Use TEDS( Similarity based on tree editing distance ) Metrics [16]
Evaluate the submitted content . T E D S TEDS TEDS Use [11]
The tree editing distance proposed in measures the similarity between two tables . The cost of insert and delete operations is 1. When e d i t edit edit The nodes no Replace with ns when , If no or ns No td, The price is 1. When no and ns All are td when , If no and ns The column span or row span of is different , Then the replacement cost is 1. otherwise , The alternative cost is no and ns Standardization between contents L e v e n s h t e i n Levenshtein Levenshtein similarity [9]
( stay [0,1] in ). Last , Between two trees T E D TED TED The calculation for the
among E d i t D i s t EditDist EditDist Represents the editing distance of the tree , ∣ T ∣ |T| ∣T∣ yes T T T Number of nodes in . The table recognition performance of a method on a set of test samples is defined as the relationship between the recognition result of each sample and the basic truth T E D S TEDS TEDS The average of the scores .
The competition is divided into three stages . The format verification stage runs through the whole competition , Participants can use the mini development set provided by us to verify whether their result files meet our submission requirements . The development phase starts from the beginning of the game to the end of the game 3 God . At this stage , Participants can submit the results of test samples , To validate their model . The final evaluation stage will be at the end of the competition 3 Days go on . At this stage, participants can submit the reasoning results of the final evaluation set . The final ranking and winning team are determined by the performance of the final evaluation stage . surface 3.2
Shows different tasks B The size of the different data sets used in the phase .
Split | Size | Phase |
---|---|---|
Training | 500,777 | N/A |
Development | 9,115 | N/A |
Mini development | 20 | Format Verification Phase |
Test | 9138 | Development |
Final evaluation | 9064 | Final evaluation |
surface 3.2: Mission B Data set statistics
3.3、 result
about Mission B
, We have 30 Submitted by a team 30 A submission , For the final evaluation stage . In the final evaluation , Use T E D S TEDS TEDS Top 10 performance systems such as surface 4
Shown . Due to problems with the final evaluation data set , Areas not considered in the assessment , Mark in bold .

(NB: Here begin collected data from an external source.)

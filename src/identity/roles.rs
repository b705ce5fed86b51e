//! Effective privilege resolution.
//!
//! Precedence is strict: configured owner email first (short-circuits, no
//! lookups), then a live temporary-admin grant, then plain membership. The
//! result is derived fresh on every call; an expired or revoked grant takes
//! effect on the very next request. There is deliberately no way to demote
//! the owner through the grant table.

use chrono::{DateTime, Utc};
use tracing::warn;

use crate::directory::MemberDirectory;
use crate::error::AppError;
use crate::messages;
use super::principal::Principal;

#[derive(Debug, Clone, Copy, PartialEq, Eq)]
pub enum Role {
    Owner,
    /// Elevated until the stored expiry; carries the expiry so callers can
    /// surface it.
    TemporaryAdmin(DateTime<Utc>),
    Member,
    Guest,
}

impl Role {
    pub fn label(&self) -> &'static str {
        match self {
            Role::Owner => "owner",
            Role::TemporaryAdmin(_) => "temporary_admin",
            Role::Member => "member",
            Role::Guest => "guest",
        }
    }

    pub fn is_admin(&self) -> bool {
        matches!(self, Role::Owner | Role::TemporaryAdmin(_))
    }
}

fn is_owner_email(owner_email: &str, email: &str) -> bool {
    email.trim().eq_ignore_ascii_case(owner_email.trim())
}

/// Resolve effective privilege at an explicit instant. Directory errors
/// resolve to Member, never to an elevated role.
pub async fn resolve_role_at(
    dir: &dyn MemberDirectory,
    owner_email: &str,
    email: Option<&str>,
    now: DateTime<Utc>,
) -> Role {
    let Some(email) = email.map(str::trim).filter(|e| !e.is_empty()) else {
        return Role::Guest;
    };
    if is_owner_email(owner_email, email) {
        return Role::Owner;
    }
    match dir.temporary_admin_grant(&email.to_lowercase()).await {
        Ok(Some(grant)) => match grant.expires_at {
            Some(expires_at) if expires_at > now => Role::TemporaryAdmin(expires_at),
            _ => Role::Member,
        },
        Ok(None) => Role::Member,
        Err(e) => {
            warn!(target: "roles", error = %e, "grant lookup failed; resolving as member");
            Role::Member
        }
    }
}

pub async fn resolve_role(dir: &dyn MemberDirectory, owner_email: &str, email: Option<&str>) -> Role {
    resolve_role_at(dir, owner_email, email, Utc::now()).await
}

/// Store-free variant for rendering-time trust decisions. Conservative: it
/// can only ever answer Owner, Member or Guest, never TemporaryAdmin, and
/// must not gate privileged mutations — use the full resolver for those.
pub fn resolve_role_local(owner_email: &str, email: Option<&str>) -> Role {
    let Some(email) = email.map(str::trim).filter(|e| !e.is_empty()) else {
        return Role::Guest;
    };
    if is_owner_email(owner_email, email) { Role::Owner } else { Role::Member }
}

/// Write the elevated role label through to the directory, but only after the
/// resolver independently confirms owner status. The stored flag is a
/// convenience mirror, never the source of truth.
pub async fn claim_owner_role(
    dir: &dyn MemberDirectory,
    owner_email: &str,
    who: &Principal,
) -> Result<(), AppError> {
    match resolve_role(dir, owner_email, Some(&who.email)).await {
        Role::Owner => dir.set_owner_role_flag(&who.member_id).await.map_err(|e| {
            AppError::transient("role_flag_write_failed", messages::classify_str(&e.to_string()))
        }),
        _ => Err(AppError::forbidden("not_owner", "You don't have permission to do that.")),
    }
}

The first four systems have similar performance , And we see a more significant difference . As shown in the system description , They depend on a combination of several components , These components identify related components from the table image , Then combine them . Compared with the results previously reported , Using image to sequence method T E D S TEDS TEDS The performance of the indicator is better [17]
. stay [17]
in , The data set is comparable with the test set of this competition , And derived from PubMed Central
.
surface 4: The overall result ( T E D S TEDS TEDS all) Break down into simple and complex tables [16]
3.4、 System description ( It only describes part of )
Team: Davar-Lab-OCR, Hikvision Research Institute
Davar Lab OCR Thesis and source code
The table recognition framework consists of two main processes : Table cell generation and structure inference
(1) be based on MASK R-CNN Detection model establishment table cell generation . say concretely , The model has been trained , You can learn / Column aligned cell level bounding box , And the corresponding text content area mask . We introduce pyramid mask Supervision , And USES the HRNet-W48 cascade MASK R-CNN Large backbone to get reliable a l i g n e d aligned aligned b o u n d i n g bounding bounding b o x e s boxes boxes. Besides , We also train a single line text detection model and an attention based text recognition model to provide OCR Information . This can be achieved by selecting an instance that contains only one line of text . We also use multi-scale set to further improve the performance of cell and single line text detection model .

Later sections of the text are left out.